EXERCISE DESCRIPTION: Your job is to set down the stretch of entries that opens with the line containing "repository 252a81842268a0f4" and closes with the line containing "pub fn fix_l2_gas_price(gas_price: U256)". Keep both end lines, copy each exactly, and add nothing.

RECORD SET:

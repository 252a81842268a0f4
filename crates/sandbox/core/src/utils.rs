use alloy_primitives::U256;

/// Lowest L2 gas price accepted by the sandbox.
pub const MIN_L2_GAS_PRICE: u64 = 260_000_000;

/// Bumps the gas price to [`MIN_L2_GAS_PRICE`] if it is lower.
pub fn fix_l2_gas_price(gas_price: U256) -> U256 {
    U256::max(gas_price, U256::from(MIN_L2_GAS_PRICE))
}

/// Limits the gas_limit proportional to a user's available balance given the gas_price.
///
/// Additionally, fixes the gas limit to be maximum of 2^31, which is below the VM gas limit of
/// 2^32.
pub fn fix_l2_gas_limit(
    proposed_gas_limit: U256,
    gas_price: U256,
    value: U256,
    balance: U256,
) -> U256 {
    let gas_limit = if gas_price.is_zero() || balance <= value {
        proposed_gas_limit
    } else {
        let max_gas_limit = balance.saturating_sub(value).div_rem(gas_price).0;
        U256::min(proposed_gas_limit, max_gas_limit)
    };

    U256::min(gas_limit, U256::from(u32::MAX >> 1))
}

--

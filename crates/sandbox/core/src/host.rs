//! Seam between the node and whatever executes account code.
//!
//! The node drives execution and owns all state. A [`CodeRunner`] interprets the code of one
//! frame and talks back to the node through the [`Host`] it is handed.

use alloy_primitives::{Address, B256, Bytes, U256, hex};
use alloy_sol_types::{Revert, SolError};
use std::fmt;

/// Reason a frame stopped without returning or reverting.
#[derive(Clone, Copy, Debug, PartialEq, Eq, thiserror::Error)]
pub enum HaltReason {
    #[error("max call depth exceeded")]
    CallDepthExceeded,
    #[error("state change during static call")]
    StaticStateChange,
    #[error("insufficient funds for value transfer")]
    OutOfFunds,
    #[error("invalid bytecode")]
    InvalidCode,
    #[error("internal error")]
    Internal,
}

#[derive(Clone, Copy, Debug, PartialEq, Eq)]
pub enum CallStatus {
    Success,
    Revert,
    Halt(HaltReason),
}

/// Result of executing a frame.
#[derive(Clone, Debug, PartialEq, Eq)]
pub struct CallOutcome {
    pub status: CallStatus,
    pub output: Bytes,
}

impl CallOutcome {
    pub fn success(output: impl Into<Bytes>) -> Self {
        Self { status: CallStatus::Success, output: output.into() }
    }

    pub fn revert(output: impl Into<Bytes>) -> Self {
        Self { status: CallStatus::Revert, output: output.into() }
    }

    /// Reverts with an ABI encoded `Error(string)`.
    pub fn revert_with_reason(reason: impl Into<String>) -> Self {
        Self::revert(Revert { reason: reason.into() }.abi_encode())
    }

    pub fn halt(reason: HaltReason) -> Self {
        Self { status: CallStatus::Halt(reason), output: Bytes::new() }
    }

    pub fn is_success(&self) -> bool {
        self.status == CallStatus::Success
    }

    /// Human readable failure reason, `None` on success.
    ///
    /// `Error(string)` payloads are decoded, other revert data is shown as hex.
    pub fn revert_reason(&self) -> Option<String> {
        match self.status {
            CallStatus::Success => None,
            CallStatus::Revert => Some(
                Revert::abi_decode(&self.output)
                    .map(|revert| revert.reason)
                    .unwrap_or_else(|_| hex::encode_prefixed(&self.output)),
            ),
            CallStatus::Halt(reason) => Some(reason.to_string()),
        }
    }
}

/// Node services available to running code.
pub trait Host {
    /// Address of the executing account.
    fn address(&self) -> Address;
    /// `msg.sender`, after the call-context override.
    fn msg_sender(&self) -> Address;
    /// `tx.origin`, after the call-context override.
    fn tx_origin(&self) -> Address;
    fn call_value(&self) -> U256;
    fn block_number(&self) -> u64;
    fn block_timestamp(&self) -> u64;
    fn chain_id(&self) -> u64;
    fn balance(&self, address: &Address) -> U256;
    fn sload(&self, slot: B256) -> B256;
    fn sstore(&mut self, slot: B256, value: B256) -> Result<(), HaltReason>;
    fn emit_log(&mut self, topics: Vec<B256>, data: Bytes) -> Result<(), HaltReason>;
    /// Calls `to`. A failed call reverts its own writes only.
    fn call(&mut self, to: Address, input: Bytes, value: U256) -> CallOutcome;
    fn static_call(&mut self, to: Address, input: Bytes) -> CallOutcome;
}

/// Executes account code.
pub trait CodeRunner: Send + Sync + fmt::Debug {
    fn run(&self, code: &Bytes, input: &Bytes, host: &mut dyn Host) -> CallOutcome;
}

--

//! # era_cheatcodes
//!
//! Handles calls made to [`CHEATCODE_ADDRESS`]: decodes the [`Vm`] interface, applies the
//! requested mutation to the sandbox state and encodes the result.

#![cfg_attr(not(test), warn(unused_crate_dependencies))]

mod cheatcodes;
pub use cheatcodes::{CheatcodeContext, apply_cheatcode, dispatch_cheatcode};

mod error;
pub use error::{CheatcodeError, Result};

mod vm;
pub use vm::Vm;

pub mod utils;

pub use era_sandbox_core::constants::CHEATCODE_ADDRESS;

ANSWER FOR THIS EXERCISE:
repository 252a81842268a0f4
filename crates/sandbox/core/src/utils.rs
use alloy_primitives::U256;

/// Lowest L2 gas price accepted by the sandbox.
pub const MIN_L2_GAS_PRICE: u64 = 260_000_000;

/// Bumps the gas price to [`MIN_L2_GAS_PRICE`] if it is lower.
pub fn fix_l2_gas_price(gas_price: U256) -> U256 {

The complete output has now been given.